DESCRIPTION OF THE TASK: Starting at the top of the entries, restate word for word each line up to and including the one with "(Value::Object(mut base), Value::Object(stored))".

********

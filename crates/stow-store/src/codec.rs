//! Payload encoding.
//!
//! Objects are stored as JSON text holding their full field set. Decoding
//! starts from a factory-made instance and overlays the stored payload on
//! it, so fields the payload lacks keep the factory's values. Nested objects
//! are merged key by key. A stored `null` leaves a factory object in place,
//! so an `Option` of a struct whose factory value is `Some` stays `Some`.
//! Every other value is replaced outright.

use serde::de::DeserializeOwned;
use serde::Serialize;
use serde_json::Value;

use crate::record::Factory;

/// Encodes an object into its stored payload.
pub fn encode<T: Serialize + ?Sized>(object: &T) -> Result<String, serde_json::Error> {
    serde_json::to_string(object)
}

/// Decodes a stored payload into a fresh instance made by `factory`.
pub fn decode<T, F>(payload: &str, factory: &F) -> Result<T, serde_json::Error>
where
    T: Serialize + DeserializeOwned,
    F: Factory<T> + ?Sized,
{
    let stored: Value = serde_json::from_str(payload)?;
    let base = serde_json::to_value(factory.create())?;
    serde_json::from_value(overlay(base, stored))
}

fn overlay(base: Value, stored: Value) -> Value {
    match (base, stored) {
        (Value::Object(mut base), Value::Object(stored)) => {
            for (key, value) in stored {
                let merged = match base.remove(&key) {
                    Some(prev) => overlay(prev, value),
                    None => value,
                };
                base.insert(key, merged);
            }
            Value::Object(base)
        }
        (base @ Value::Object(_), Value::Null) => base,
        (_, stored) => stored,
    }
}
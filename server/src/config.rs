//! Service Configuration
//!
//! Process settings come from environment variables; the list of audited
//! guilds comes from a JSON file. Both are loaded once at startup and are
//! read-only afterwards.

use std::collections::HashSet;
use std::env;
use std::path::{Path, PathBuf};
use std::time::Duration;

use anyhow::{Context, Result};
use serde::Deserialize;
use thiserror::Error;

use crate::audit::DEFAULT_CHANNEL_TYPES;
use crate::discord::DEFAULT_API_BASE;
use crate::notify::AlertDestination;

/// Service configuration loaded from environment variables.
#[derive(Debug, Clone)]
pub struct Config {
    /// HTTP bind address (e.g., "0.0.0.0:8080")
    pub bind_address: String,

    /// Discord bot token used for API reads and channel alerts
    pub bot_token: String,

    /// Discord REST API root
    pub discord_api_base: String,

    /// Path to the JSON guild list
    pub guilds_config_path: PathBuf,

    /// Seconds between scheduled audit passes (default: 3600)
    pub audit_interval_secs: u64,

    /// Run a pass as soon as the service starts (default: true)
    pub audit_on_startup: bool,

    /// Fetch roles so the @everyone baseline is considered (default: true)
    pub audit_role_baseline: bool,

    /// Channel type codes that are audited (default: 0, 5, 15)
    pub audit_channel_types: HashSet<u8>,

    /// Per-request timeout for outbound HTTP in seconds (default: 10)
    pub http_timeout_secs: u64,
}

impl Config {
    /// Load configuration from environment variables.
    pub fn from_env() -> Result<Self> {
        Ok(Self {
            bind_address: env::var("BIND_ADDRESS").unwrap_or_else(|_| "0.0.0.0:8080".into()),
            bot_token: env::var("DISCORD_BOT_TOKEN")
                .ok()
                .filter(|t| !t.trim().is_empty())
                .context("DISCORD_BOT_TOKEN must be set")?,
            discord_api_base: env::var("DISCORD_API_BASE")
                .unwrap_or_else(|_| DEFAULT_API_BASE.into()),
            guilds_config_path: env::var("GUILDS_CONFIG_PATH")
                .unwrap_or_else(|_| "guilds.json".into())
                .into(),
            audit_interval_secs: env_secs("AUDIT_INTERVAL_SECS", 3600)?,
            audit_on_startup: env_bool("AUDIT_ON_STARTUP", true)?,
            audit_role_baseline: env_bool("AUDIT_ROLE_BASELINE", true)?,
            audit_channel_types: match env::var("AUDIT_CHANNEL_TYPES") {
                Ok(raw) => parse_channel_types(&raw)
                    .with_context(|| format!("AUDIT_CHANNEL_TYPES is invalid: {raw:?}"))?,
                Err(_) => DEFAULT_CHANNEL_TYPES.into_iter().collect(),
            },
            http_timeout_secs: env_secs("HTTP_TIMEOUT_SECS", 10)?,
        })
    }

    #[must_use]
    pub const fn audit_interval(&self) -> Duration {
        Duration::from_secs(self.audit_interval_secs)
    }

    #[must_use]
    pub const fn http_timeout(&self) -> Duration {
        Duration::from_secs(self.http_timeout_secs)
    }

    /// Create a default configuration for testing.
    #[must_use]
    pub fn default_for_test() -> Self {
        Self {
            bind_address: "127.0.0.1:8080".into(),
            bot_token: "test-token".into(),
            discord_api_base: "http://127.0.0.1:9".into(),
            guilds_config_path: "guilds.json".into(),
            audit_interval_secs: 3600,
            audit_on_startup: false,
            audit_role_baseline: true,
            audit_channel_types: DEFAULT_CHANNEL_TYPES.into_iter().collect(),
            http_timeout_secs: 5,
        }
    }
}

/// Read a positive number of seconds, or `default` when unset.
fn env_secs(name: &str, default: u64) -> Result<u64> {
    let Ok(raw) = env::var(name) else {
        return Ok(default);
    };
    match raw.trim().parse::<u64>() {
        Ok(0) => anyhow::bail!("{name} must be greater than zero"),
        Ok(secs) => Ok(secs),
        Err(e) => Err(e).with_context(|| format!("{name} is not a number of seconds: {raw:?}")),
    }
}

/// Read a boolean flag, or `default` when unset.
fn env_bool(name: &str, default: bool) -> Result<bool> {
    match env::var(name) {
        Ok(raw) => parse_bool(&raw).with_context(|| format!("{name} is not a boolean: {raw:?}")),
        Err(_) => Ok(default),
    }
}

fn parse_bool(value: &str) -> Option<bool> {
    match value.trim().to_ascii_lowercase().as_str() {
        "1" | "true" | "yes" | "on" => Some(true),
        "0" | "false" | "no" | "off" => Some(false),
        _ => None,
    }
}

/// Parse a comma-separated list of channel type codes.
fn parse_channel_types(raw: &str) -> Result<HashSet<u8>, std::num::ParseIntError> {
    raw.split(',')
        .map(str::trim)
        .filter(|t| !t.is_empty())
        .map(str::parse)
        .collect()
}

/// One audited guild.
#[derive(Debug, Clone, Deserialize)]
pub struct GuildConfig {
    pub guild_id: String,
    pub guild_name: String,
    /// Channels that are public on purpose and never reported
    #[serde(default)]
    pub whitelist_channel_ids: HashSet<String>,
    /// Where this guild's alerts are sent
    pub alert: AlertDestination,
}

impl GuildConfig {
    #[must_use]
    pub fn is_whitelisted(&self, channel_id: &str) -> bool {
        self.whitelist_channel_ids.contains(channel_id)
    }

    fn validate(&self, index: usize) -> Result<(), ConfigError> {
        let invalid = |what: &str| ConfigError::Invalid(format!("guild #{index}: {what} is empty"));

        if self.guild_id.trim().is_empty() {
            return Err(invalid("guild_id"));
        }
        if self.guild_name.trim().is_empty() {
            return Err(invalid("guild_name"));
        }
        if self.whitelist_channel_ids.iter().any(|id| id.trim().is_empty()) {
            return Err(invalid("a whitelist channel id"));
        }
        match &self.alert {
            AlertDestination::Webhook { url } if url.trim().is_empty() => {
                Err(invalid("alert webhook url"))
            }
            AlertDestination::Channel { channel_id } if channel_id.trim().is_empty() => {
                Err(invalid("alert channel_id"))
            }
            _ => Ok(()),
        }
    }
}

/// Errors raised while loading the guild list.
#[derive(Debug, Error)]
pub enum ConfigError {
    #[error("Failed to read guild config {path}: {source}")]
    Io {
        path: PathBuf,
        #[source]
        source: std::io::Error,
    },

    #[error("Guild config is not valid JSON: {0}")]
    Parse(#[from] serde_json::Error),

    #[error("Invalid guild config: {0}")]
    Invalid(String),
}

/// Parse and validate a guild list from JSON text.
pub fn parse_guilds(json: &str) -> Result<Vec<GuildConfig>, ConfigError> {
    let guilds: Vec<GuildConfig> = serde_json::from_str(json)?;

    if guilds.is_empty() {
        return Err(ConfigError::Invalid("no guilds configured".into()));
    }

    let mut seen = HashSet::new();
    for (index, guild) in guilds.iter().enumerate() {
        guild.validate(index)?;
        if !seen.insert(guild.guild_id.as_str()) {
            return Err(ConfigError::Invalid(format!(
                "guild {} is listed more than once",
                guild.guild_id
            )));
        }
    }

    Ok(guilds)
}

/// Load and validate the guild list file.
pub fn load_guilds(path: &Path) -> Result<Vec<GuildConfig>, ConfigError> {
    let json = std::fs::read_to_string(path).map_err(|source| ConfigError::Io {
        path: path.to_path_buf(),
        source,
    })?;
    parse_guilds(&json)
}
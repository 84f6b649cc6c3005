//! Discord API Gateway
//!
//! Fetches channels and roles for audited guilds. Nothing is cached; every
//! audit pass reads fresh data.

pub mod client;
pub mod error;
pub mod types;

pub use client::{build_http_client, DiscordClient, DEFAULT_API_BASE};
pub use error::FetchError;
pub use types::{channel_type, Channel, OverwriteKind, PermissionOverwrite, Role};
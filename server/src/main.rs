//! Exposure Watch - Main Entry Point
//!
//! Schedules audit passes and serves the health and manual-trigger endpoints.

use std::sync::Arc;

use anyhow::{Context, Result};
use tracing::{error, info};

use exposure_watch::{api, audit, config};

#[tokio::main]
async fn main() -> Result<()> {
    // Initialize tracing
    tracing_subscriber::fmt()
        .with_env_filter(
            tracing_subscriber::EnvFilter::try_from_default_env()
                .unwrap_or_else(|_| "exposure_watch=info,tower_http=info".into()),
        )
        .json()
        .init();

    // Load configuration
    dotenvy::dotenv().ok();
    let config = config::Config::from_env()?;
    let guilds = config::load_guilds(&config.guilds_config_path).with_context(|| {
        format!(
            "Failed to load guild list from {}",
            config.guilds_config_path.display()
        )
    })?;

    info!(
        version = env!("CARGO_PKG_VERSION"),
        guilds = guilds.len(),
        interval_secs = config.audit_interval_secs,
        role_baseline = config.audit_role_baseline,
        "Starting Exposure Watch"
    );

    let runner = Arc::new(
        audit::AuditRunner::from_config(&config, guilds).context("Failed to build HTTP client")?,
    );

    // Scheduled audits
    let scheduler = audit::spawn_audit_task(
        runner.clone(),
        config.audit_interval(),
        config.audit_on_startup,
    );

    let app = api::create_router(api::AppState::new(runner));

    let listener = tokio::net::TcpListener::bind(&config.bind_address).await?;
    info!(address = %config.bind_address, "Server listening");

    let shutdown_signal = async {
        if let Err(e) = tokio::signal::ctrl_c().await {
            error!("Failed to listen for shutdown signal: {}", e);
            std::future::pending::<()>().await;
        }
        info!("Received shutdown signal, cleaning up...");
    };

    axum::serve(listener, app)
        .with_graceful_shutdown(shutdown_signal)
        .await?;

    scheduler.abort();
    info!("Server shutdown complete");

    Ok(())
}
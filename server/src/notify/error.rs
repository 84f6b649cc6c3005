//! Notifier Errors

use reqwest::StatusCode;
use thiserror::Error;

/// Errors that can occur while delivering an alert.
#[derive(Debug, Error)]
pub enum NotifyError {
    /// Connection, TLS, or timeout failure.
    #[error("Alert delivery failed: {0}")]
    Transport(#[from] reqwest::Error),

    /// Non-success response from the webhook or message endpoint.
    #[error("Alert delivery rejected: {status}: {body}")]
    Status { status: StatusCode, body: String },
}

********

SOLUTION:
filename crates/stow-store/src/codec.rs
//! Payload encoding.
//!
//! Objects are stored as JSON text holding their full field set. Decoding
//! starts from a factory-made instance and overlays the stored payload on
//! it, so fields the payload lacks keep the factory's values. Nested objects
//! are merged key by key. A stored `null` leaves a factory object in place,
//! so an `Option` of a struct whose factory value is `Some` stays `Some`.
//! Every other value is replaced outright.

use serde::de::DeserializeOwned;
use serde::Serialize;
use serde_json::Value;

use crate::record::Factory;

/// Encodes an object into its stored payload.
pub fn encode<T: Serialize + ?Sized>(object: &T) -> Result<String, serde_json::Error> {
    serde_json::to_string(object)
}

/// Decodes a stored payload into a fresh instance made by `factory`.
pub fn decode<T, F>(payload: &str, factory: &F) -> Result<T, serde_json::Error>
where
    T: Serialize + DeserializeOwned,
    F: Factory<T> + ?Sized,
{
    let stored: Value = serde_json::from_str(payload)?;
    let base = serde_json::to_value(factory.create())?;
    serde_json::from_value(overlay(base, stored))
}

fn overlay(base: Value, stored: Value) -> Value {
    match (base, stored) {
        (Value::Object(mut base), Value::Object(stored)) => {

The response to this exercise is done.